Liberal British Columbia has tried to spur greater federal action. This month, the province’s Health Officers Council released a 38-page report, “A Public Health Approach To Drug Control in Canada.” Densely written, the report combines political science and specific regulatory schemes with a theoretical justification for approaching all psychoactive drugs—tobacco, alcohol, cocaine, heroin, and marijuana—within a common framework. Criminalization, according to the report has only spurred a “black-market economy,” while the tobacco and alcohol trade is marred by its “for-profit commercial” nature that relies on ginning up increased consumption.
The report documents research showing that no black market develops when adults have legal access to psychoactive drugs. The Health Officers Council calls for legalization, but they do so with a twist. Regulation of the legal drugs would be tightened so that these substances are freed from the imperatives of a for-profit strategy, while illegal drugs are moved into a regulatory framework. The report calls this a centrist strategy.
The overriding principle the report emphasizes is informed consent. The Health Officers Council wants producers, distributors, and users to understand the substances and their effects. For example, the report favors the use of licenses and programs, as with drivers’ education, for the purchase of psychoactive drugs. Distributors would be required to make disclosures about the effects of their products or face sanctions including being put out of business.

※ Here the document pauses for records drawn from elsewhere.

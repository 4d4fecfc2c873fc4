//! Connection registry.
//!
//! Maps a connection id to its live `ConnectionState`. The registry is an
//! explicitly constructed value (cheap to clone, shared state inside), so
//! each test can use a fresh one.
//!
//! Each state sits behind its own async mutex. Holding that lock for the
//! whole of a statement or transaction operation serializes work on one
//! connection while leaving other connections independent.

use crate::config::PoolOptions;
use crate::db::adapter::{self, ActiveHandle, BackendHandle, PgTxHandle, TxEnd};
use crate::error::{DbError, DbResult};
use crate::models::{ConnectionProfile, DatabaseType};
use schemars::JsonSchema;
use serde::Serialize;
use std::collections::HashMap;
use std::sync::Arc;
use tokio::sync::{Mutex, RwLock, watch};
use tracing::{debug, info, warn};

/// Live state of one connection.
///
/// `tx` is present exactly when the backend is PostgreSQL and a
/// transaction is open. Transaction fields change only through the
/// coordinator; the statement counter only through the executor.
pub struct ConnectionState {
    connection_id: String,
    db_type: DatabaseType,
    /// Taken on disconnect.
    main: Option<BackendHandle>,
    tx: Option<PgTxHandle>,
    in_transaction: bool,
    uncommitted_count: u64,
    server_version: Option<String>,
}

impl std::fmt::Debug for ConnectionState {
    fn fmt(&self, f: &mut std::fmt::Formatter<'_>) -> std::fmt::Result {
        f.debug_struct("ConnectionState")
            .field("connection_id", &self.connection_id)
            .field("db_type", &self.db_type)
            .field("main", &self.main)
            .field("has_tx_handle", &self.tx.is_some())
            .field("in_transaction", &self.in_transaction)
            .field("uncommitted_count", &self.uncommitted_count)
            .finish()
    }
}

/// Shared handle to a connection's state.
pub type SharedState = Arc<Mutex<ConnectionState>>;

impl ConnectionState {
    fn new(connection_id: String, main: BackendHandle, server_version: Option<String>) -> Self {
        Self {
            connection_id,
            db_type: main.db_type(),
            main: Some(main),
            tx: None,
            in_transaction: false,
            uncommitted_count: 0,
            server_version,
        }
    }

    pub fn connection_id(&self) -> &str {
        &self.connection_id
    }

    pub fn db_type(&self) -> DatabaseType {
        self.db_type
    }

    pub fn in_transaction(&self) -> bool {
        self.in_transaction
    }

    pub fn uncommitted_count(&self) -> u64 {
        self.uncommitted_count
    }

    pub fn has_tx_handle(&self) -> bool {
        self.tx.is_some()
    }

    pub fn server_version(&self) -> Option<&str> {
        self.server_version.as_deref()
    }

    /// False once the connection has been torn down.
    pub fn is_live(&self) -> bool {
        self.main.is_some()
    }

    /// The handle the next statement runs on.
    ///
    /// Inside a transaction this is the transaction connection (PostgreSQL)
    /// or the persistent connection; a fresh pooled connection is only
    /// borrowed outside a transaction.
    pub fn active_handle(&mut self) -> DbResult<ActiveHandle<'_>> {
        let Some(main) = self.main.as_mut() else {
            return Err(DbError::connection_not_live(&self.connection_id));
        };
        match main {
            BackendHandle::Postgres(pool) => match (self.in_transaction, self.tx.as_mut()) {
                (false, _) => Ok(ActiveHandle::PgPool(pool)),
                (true, Some(conn)) => Ok(ActiveHandle::PgTx(&mut **conn)),
                (true, None) => Err(DbError::transaction(
                    "use",
                    "transaction connection was lost; roll back to reset",
                )),
            },
            BackendHandle::MySql(conn) => Ok(ActiveHandle::MySql(conn)),
            BackendHandle::Sqlite(conn) => Ok(ActiveHandle::Sqlite(conn)),
        }
    }

    pub(crate) fn main_mut(&mut self) -> DbResult<&mut BackendHandle> {
        match self.main.as_mut() {
            Some(main) => Ok(main),
            None => Err(DbError::connection_not_live(&self.connection_id)),
        }
    }

    pub(crate) fn take_tx(&mut self) -> Option<PgTxHandle> {
        self.tx.take()
    }

    /// Enter the transaction state with the handle `begin` returned.
    pub(crate) fn mark_begun(&mut self, tx: Option<PgTxHandle>) {
        self.tx = tx;
        self.in_transaction = true;
        self.uncommitted_count = 0;
    }

    /// Leave the transaction state.
    pub(crate) fn mark_ended(&mut self) {
        self.tx = None;
        self.in_transaction = false;
        self.uncommitted_count = 0;
    }

    pub(crate) fn record_statement(&mut self) {
        if self.in_transaction {
            self.uncommitted_count += 1;
        }
    }
}

/// What happened during a disconnect.
///
/// Disconnect always removes the entry; cleanup failures are reported here
/// as warnings instead of errors.
#[derive(Debug, Clone, Default, Serialize, JsonSchema)]
pub struct DisconnectReport {
    pub connection_id: String,
    pub was_connected: bool,
    /// An open transaction was rolled back first.
    pub rolled_back: bool,
    pub warnings: Vec<String>,
}

/// Registry of live connections.
#[derive(Debug, Clone)]
pub struct ConnectionRegistry {
    entries: Arc<RwLock<HashMap<String, SharedState>>>,
    pool_options: PoolOptions,
    changes: Arc<watch::Sender<u64>>,
}

impl ConnectionRegistry {
    pub fn new(pool_options: PoolOptions) -> Self {
        let (changes, _) = watch::channel(0);
        Self {
            entries: Arc::new(RwLock::new(HashMap::new())),
            pool_options,
            changes: Arc::new(changes),
        }
    }

    /// Connect, or return the existing state for this id unchanged.
    ///
    /// An existing connection is not re-validated. On failure nothing is
    /// stored.
    pub async fn connect(&self, profile: &ConnectionProfile) -> DbResult<SharedState> {
        let connection_id = profile.id.clone();

        if let Some(existing) = self.get_state(&connection_id).await {
            debug!(connection_id = %connection_id, "Already connected");
            return Ok(existing);
        }

        info!(
            connection_id = %connection_id,
            db_type = %profile.db_type,
            target = %profile.describe(),
            "Connecting to database"
        );

        let mut handle = adapter::connect(profile, &self.pool_options).await?;
        let server_version = adapter::server_version(&mut handle).await;

        // Re-check after async work; a concurrent connect may have won.
        let (state, duplicate) = {
            let mut entries = self.entries.write().await;
            match entries.get(&connection_id) {
                Some(existing) => (Arc::clone(existing), Some(handle)),
                None => {
                    let state = Arc::new(Mutex::new(ConnectionState::new(
                        connection_id.clone(),
                        handle,
                        server_version.clone(),
                    )));
                    entries.insert(connection_id.clone(), Arc::clone(&state));
                    (state, None)
                }
            }
        }; // Lock released here

        match duplicate {
            Some(handle) => {
                // Close the handle we just opened outside of the lock
                if let Err(e) = adapter::close(handle, None).await {
                    warn!(connection_id = %connection_id, error = %e, "Failed to close duplicate connection");
                }
            }
            None => {
                info!(
                    connection_id = %connection_id,
                    server_version = ?server_version,
                    "Connected successfully"
                );
                self.notify_changed();
            }
        }
        Ok(state)
    }

    /// Tear down a connection. No-op if it is not connected.
    ///
    /// An open transaction is rolled back explicitly before the handle is
    /// closed. The entry is removed even when cleanup fails.
    pub async fn disconnect(&self, connection_id: &str) -> DisconnectReport {
        let mut report = DisconnectReport {
            connection_id: connection_id.to_string(),
            ..Default::default()
        };

        let Some(shared) = self.entries.write().await.remove(connection_id) else {
            return report;
        };
        report.was_connected = true;

        let mut state = shared.lock().await;
        if state.in_transaction {
            let tx = state.take_tx();
            match state.main.as_mut() {
                Some(main) => match adapter::end_transaction(main, tx, TxEnd::Rollback).await {
                    Ok(()) => report.rolled_back = true,
                    Err(e) => report.warnings.push(e.to_string()),
                },
                None => report.warnings.push("connection already closed".to_string()),
            }
            state.mark_ended();
        }

        let tx = state.take_tx();
        if let Some(main) = state.main.take() {
            if let Err(e) = adapter::close(main, tx).await {
                report.warnings.push(e.to_string());
            }
        }
        drop(state);

        for warning in &report.warnings {
            warn!(connection_id = %connection_id, warning = %warning, "Disconnect cleanup failed");
        }
        info!(
            connection_id = %connection_id,
            rolled_back = report.rolled_back,
            "Disconnected"
        );
        self.notify_changed();
        report
    }

    /// Disconnect every connection; one failure does not stop the rest.
    pub async fn disconnect_all(&self) -> Vec<DisconnectReport> {
        let ids: Vec<String> = self.entries.read().await.keys().cloned().collect();
        let mut reports = Vec::with_capacity(ids.len());
        for id in ids {
            reports.push(self.disconnect(&id).await);
        }
        reports
    }

    pub async fn get_state(&self, connection_id: &str) -> Option<SharedState> {
        self.entries.read().await.get(connection_id).cloned()
    }

    pub async fn is_connected(&self, connection_id: &str) -> bool {
        self.entries.read().await.contains_key(connection_id)
    }

    pub async fn connected_ids(&self) -> Vec<String> {
        let mut ids: Vec<String> = self.entries.read().await.keys().cloned().collect();
        ids.sort();
        ids
    }

    /// Change notifications: the value is a generation counter bumped on
    /// every connect, disconnect, transaction change and counted statement.
    pub fn subscribe(&self) -> watch::Receiver<u64> {
        self.changes.subscribe()
    }

    pub(crate) fn notify_changed(&self) {
        self.changes.send_modify(|generation| *generation += 1);
    }
}

impl Default for ConnectionRegistry {
    fn default() -> Self {
        Self::new(PoolOptions::default())
    }
}

#[cfg(test)]
mod tests {
    use super::*;
    use tempfile::NamedTempFile;

    fn sqlite_profile(id: &str) -> ConnectionProfile {
        let path = NamedTempFile::new().unwrap().into_temp_path().keep().unwrap();
        ConnectionProfile::sqlite(id, path.to_string_lossy())
    }

    #[tokio::test]
    async fn test_unknown_id_has_no_state() {
        let registry = ConnectionRegistry::default();
        assert!(registry.get_state("nope").await.is_none());
        assert!(!registry.is_connected("nope").await);
    }

    #[tokio::test]
    async fn test_connect_is_idempotent() {
        let registry = ConnectionRegistry::default();
        let profile = sqlite_profile("local");

        let first = registry.connect(&profile).await.unwrap();
        let second = registry.connect(&profile).await.unwrap();
        assert!(Arc::ptr_eq(&first, &second));
        assert_eq!(registry.connected_ids().await, vec!["local".to_string()]);

        let state = first.lock().await;
        assert_eq!(state.db_type(), DatabaseType::Sqlite);
        assert!(!state.in_transaction());
        assert_eq!(state.uncommitted_count(), 0);
        assert!(state.server_version().is_some());
    }

    #[tokio::test]
    async fn test_failed_connect_stores_nothing() {
        let registry = ConnectionRegistry::default();
        let profile = ConnectionProfile::sqlite("bad", "/nonexistent-dir/sub/x.db");
        assert!(registry.connect(&profile).await.is_err());
        assert!(registry.get_state("bad").await.is_none());
    }

    #[tokio::test]
    async fn test_disconnect_removes_entry() {
        let registry = ConnectionRegistry::default();
        let state = registry.connect(&sqlite_profile("local")).await.unwrap();

        let report = registry.disconnect("local").await;
        assert!(report.was_connected);
        assert!(report.warnings.is_empty());
        assert!(registry.get_state("local").await.is_none());
        // A stale clone of the state can no longer run anything
        assert!(!state.lock().await.is_live());

        let report = registry.disconnect("local").await;
        assert!(!report.was_connected);
    }

    #[tokio::test]
    async fn test_disconnect_rolls_back_open_transaction() {
        let registry = ConnectionRegistry::default();
        let shared = registry.connect(&sqlite_profile("local")).await.unwrap();
        {
            let mut state = shared.lock().await;
            let tx = adapter::begin(state.main_mut().unwrap()).await.unwrap();
            state.mark_begun(tx);
        }
        let report = registry.disconnect("local").await;
        assert!(report.rolled_back);
        assert!(report.warnings.is_empty());
    }

    #[tokio::test]
    async fn test_disconnect_all() {
        let registry = ConnectionRegistry::default();
        registry.connect(&sqlite_profile("a")).await.unwrap();
        registry.connect(&sqlite_profile("b")).await.unwrap();

        let reports = registry.disconnect_all().await;
        assert_eq!(reports.len(), 2);
        assert!(registry.connected_ids().await.is_empty());
    }

    #[tokio::test]
    async fn test_changes_are_published() {
        let registry = ConnectionRegistry::default();
        let rx = registry.subscribe();
        let before = *rx.borrow();

        registry.connect(&sqlite_profile("a")).await.unwrap();
        registry.disconnect("a").await;
        assert_eq!(*rx.borrow(), before + 2);
    }

    #[tokio::test]
    async fn test_record_statement_counts_only_in_transaction() {
        let registry = ConnectionRegistry::default();
        let shared = registry.connect(&sqlite_profile("a")).await.unwrap();
        let mut state = shared.lock().await;
        state.record_statement();
        assert_eq!(state.uncommitted_count(), 0);
        state.mark_begun(None);
        state.record_statement();
        state.record_statement();
        assert_eq!(state.uncommitted_count(), 2);
        state.mark_ended();
        assert_eq!(state.uncommitted_count(), 0);
        assert!(!state.in_transaction());
    }
}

Mathias argued that education can work if it relates to the experience youth have with drugs
“Give the kids the straight goods and they will in general make better decisions,” he said.
According to Mathias, the British Columbia report will be presented to Parliament as part of a resolution that would declare that existing drug prohibitions are a violation of the nation’s Charter, a rough equivalent of the U.S. Bill of Rights. The Globe and Mail, Toronto’s biggest newspaper, endorsed “this welcome paper,” which it said “should help push the debate away from criminal sanctions and toward the public-health model, with its sensible philosophy of reducing crime, improving health, protecting children, and using tax dollars more wisely.”
Despite this positive response, there is still considerable pessimism among Canadian drug reformers. The member of Parliament introducing the Health Officers Council report and sponsoring the resolution comes from one of Canada’s minor parties. Among the major parties, the Conservatives are strongly influenced by religious fundamentalists who support prohibition, while the Liberal Party is wary of antagonizing the U.S. The Globe and Mail has challenged both the moralists and those who think that Canada “ cannot risk legalizing marijuana for fear of the U.S. reaction” much less talk “about taking possession and trafficking of cocaine and heroin off the books” to read the British Columbia report and reconsider their positions.
But the unhappy truth is that while public opinion in Canada is moving in a progressive direction, no major party is willing to champion drug reforms. The leadership is lacking to bring the ideas to fruition. The British Columbia report nonetheless provides information that any political candidate, in Canada or the U.S., has an obligation to peruse. They need simply log on to cfdp.ca/bchoc.pdf and find a compelling brief for a new drug policy.